Examine the records and identify each line that includes the string "unwrap". Copy those lines.

> [Source information]

>>>>

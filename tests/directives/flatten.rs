//! Copyright © 2025-2026 Wenze Wei. All Rights Reserved.
//!
//! This file is part of Zi.
//! The Zi project belongs to the Dunimd Team.
//!
//! Licensed under the Apache License, Version 2.0 (the "License");
//! You may not use this file except in compliance with the License.
//! You may obtain a copy of the License at
//!
//!     http://www.apache.org/licenses/LICENSE-2.0
//!
//! Unless required by applicable law or agreed to in writing, software
//! distributed under the License is distributed on an "AS IS" BASIS,
//! WITHOUT WARRANTIES OR CONDITIONS OF ANY KIND, either express or implied.
//! See the License for the specific language governing permissions and
//! limitations under the License.


use zi_wrangle::{ZiRow, ZiValue};

use crate::run;

fn items(values: &[i64]) -> ZiValue {
    ZiValue::Array(values.iter().map(|&v| ZiValue::Int(v)).collect())
}

#[test]
fn test_flatten_emits_one_row_per_element() {
    let input = ZiRow::new().with("id", "r1").with("items", items(&[10, 20, 30]));
    let out = run("flatten :items", vec![input]).unwrap();

    assert_eq!(out.len(), 3);
    for (row, expected) in out.iter().zip([10, 20, 30]) {
        assert_eq!(row.get("id"), Some(&ZiValue::from("r1")));
        assert_eq!(row.get("items"), Some(&ZiValue::Int(expected)));
    }
}

#[test]
fn test_flatten_empty_array_keeps_one_null_row() {
    let input = ZiRow::new().with("id", "r1").with("items", items(&[]));
    let out = run("flatten :items", vec![input]).unwrap();

    assert_eq!(out.len(), 1);
    assert_eq!(out[0].get("items"), Some(&ZiValue::Null));
    assert_eq!(out[0].get("id"), Some(&ZiValue::from("r1")));
}

#[test]
fn test_flatten_pads_ragged_arrays() {
    let input = ZiRow::new().with("a", items(&[1, 2, 3])).with("b", items(&[7]));
    let out = run("flatten :a,:b", vec![input]).unwrap();

    assert_eq!(out.len(), 3);
    assert_eq!(out[0].get("b"), Some(&ZiValue::Int(7)));
    assert_eq!(out[1].get("b"), Some(&ZiValue::Null));
    assert_eq!(out[2].get("a"), Some(&ZiValue::Int(3)));
}

#[test]
fn test_flatten_adds_missing_columns_as_null() {
    let input = ZiRow::new().with("a", items(&[1, 2]));
    let out = run("flatten :a :b", vec![input]).unwrap();

    assert_eq!(out.len(), 2);
    assert!(out.iter().all(|row| row.get("b") == Some(&ZiValue::Null)));
}

#[test]
fn test_flatten_keeps_rows_without_target_columns() {
    let rows = vec![
        ZiRow::new().with("items", items(&[1, 2])),
        ZiRow::new().with("other", 5),
        ZiRow::new().with("items", items(&[3])),
    ];
    let out = run("flatten :items", rows).unwrap();
    assert_eq!(out.len(), 4);
    assert_eq!(out[2].get("other"), Some(&ZiValue::Int(5)));
}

<<<<

> [Exercise result]
    let out = run("flatten :items", vec![input]).unwrap();
    let out = run("flatten :items", vec![input]).unwrap();
    let out = run("flatten :a,:b", vec![input]).unwrap();
    let out = run("flatten :a :b", vec![input]).unwrap();
    let out = run("flatten :items", rows).unwrap();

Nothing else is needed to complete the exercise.